In his search, Billy travels through White Rider’s life: from ancient Phrygia, where the man called King Mita agrees to wear the White Rider’s Crown, to Sherwood Forest, where Pestilence figures out how to cheat Death; from the docks of Alexandria, where cartons of infested grain are being packed onto a ship that will carry the plague, to the Children’s Crusade in France—all the way to what may be the end of the world. When Billy finally finds the White Rider, the teen convinces the man to return to the real world.
But now the insane White Rider plans to unleash something awful on humanity—something that could make the Black Death look like a summer cold. Billy has a choice: he can live his life and pretend he doesn’t know what’s coming, or he can challenge the White Rider for his Crown. Does one bullied teenager have the strength to stand his ground—and the courage to save the world?
In this her third book of the Horsemen trilogy, Jackie Morse Kessler chooses to spotlight the social evil that is bullying.
Billy Ballard is the perfect punching bag for the school bullies, for his grandfather's Alzheimer's disease, and most importantly, for himself.
s not that he doesn't have the power to take control of his life. In fact the opposite is true, he is so full of untapped power that he is chosen to ride as Pestilence, the White Rider of the Apocalypse.
Ms. Kessler does things a bit differently in this book of the series. First, the star of the show for this performance is male. The first two books in the series were lead by ladies; so the fact that a male is the focus of this work will even the score a bit and break the gender barrier that having an all female series might cause with audiences.
Secondly, the first rider and the second spend most of the book in interaction with each other. It is this interaction in fact that makes up the bulk of the story.

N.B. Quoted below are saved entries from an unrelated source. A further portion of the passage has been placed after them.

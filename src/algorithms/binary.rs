use std::iter::repeat_n;

use super::ShapeError;

/// Broadcast two shapes together.
///
/// The shapes are aligned on their trailing dimensions and the shorter shape
/// is padded with leading 1s. Each pair of sizes must either be equal or
/// contain a 1, in which case the output has the other size.
///
/// See <https://pytorch.org/docs/stable/notes/broadcasting.html>.
pub fn broadcast(a: &[usize], b: &[usize]) -> Result<Vec<usize>, ShapeError> {
    let ndim = a.len().max(b.len());
    let a_iter = repeat_n(1, ndim - a.len()).chain(a.iter().copied());
    let b_iter = repeat_n(1, ndim - b.len()).chain(b.iter().copied());

    a_iter
        .zip(b_iter)
        .map(|(a, b)| match (a, b) {
            (a, b) if a == b => Ok(a),
            (1, b) => Ok(b),
            (a, 1) => Ok(a),
            _ => Err(ShapeError::IncompatibleShapes(
                "sizes must be equal or 1 at each non-singleton dimension",
            )),
        })
        .collect()
}

/// Broadcast three shapes together.
pub fn broadcast3(a: &[usize], b: &[usize], c: &[usize]) -> Result<Vec<usize>, ShapeError> {
    broadcast(&broadcast(a, b)?, c)
}

/// Broadcast `shape` to a target shape given as a list of sizes.
///
/// The target may have more dimensions than `shape`. A size of -1 keeps the
/// existing size of the corresponding input dimension.
pub fn expand(shape: &[usize], sizes: &[i64]) -> Result<Vec<usize>, ShapeError> {
    if sizes.len() < shape.len() {
        return Err(ShapeError::IncorrectRank(
            "number of sizes must be at least the input rank",
        ));
    }
    let offset = sizes.len() - shape.len();

    sizes
        .iter()
        .enumerate()
        .map(|(i, &target)| {
            let current = i.checked_sub(offset).map(|i| shape[i]);
            match (current, target) {
                (Some(size), -1) => Ok(size),
                (None, -1) => Err(ShapeError::InvalidValue(
                    "size -1 is not allowed for new leading dimensions",
                )),
                (_, target) if target < 0 => {
                    Err(ShapeError::InvalidValue("expanded size must be non-negative"))
                }
                (Some(size), target) if size as i64 == target => Ok(size),
                (Some(1), target) | (None, target) => Ok(target as usize),
                (Some(_), _) => Err(ShapeError::IncompatibleShapes(
                    "expanded size must match existing size at non-singleton dimension",
                )),
            }
        })
        .collect()
}

#[cfg(test)]
mod tests {
    use rten_testing::TestCases;

    use super::{broadcast, broadcast3, expand};

    #[test]
    fn test_broadcast() {
        #[derive(Debug)]
        struct Case {
            a: Vec<usize>,
            b: Vec<usize>,
            expected: Option<Vec<usize>>,
        }

        let cases = [
            Case {
                a: [2, 3].into(),
                b: [2, 3].into(),
                expected: Some([2, 3].into()),
            },
            Case {
                a: [2, 3].into(),
                b: [3].into(),
                expected: Some([2, 3].into()),
            },
            Case {
                a: [2, 3].into(),
                b: [1, 3].into(),
                expected: Some([2, 3].into()),
            },
            Case {
                a: [2, 3].into(),
                b: [4, 3].into(),
                expected: None,
            },
            Case {
                a: [].into(),
                b: [2, 1, 4].into(),
                expected: Some([2, 1, 4].into()),
            },
            Case {
                a: [5, 1, 3].into(),
                b: [4, 1].into(),
                expected: Some([5, 4, 3].into()),
            },
            Case {
                a: [1].into(),
                b: [0].into(),
                expected: Some([0].into()),
            },
        ];

        cases.test_each(|case| {
            let result = broadcast(&case.a, &case.b).ok();
            assert_eq!(result, case.expected);

            // Broadcasting is symmetric.
            let result = broadcast(&case.b, &case.a).ok();
            assert_eq!(result, case.expected);
        });
    }

    #[test]
    fn test_broadcast3() {
        assert_eq!(broadcast3(&[2, 1], &[3], &[1, 1, 3]), Ok(vec![1, 2, 3]));
        assert!(broadcast3(&[2, 1], &[3], &[4, 1]).is_err());
    }

    #[test]
    fn test_expand() {
        #[derive(Debug)]
        struct Case {
            shape: Vec<usize>,
            sizes: Vec<i64>,
            expected: Option<Vec<usize>>,
        }

        let cases = [
            Case {
                shape: [3, 1].into(),
                sizes: [2, 3, 4].into(),
                expected: Some([2, 3, 4].into()),
            },
            Case {
                shape: [3, 1].into(),
                sizes: [-1, 4].into(),
                expected: Some([3, 4].into()),
            },
            Case {
                shape: [3, 1].into(),
                sizes: [4].into(),
                expected: None,
            },
            Case {
                shape: [3, 1].into(),
                sizes: [4, 4].into(),
                expected: None,
            },
            Case {
                shape: [3].into(),
                sizes: [-1, 3].into(),
                expected: None,
            },
            Case {
                shape: [].into(),
                sizes: [].into(),
                expected: Some([].into()),
            },
        ];

        cases.test_each(|case| {
            assert_eq!(expand(&case.shape, &case.sizes).ok(), case.expected);
        });
    }
}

This part of the story takes the element of fantasy to new heights as readers are allowed to experience life as lived by the White Rider as King Mita a.k.a. King Midas traipsing through areas such the famed Sherwood Forest.
Billy realizes that in excepting himself and his power, he is presented with choices that will change his life forever.
This book is a must read for anyone who has ever felt powerless or been bullied.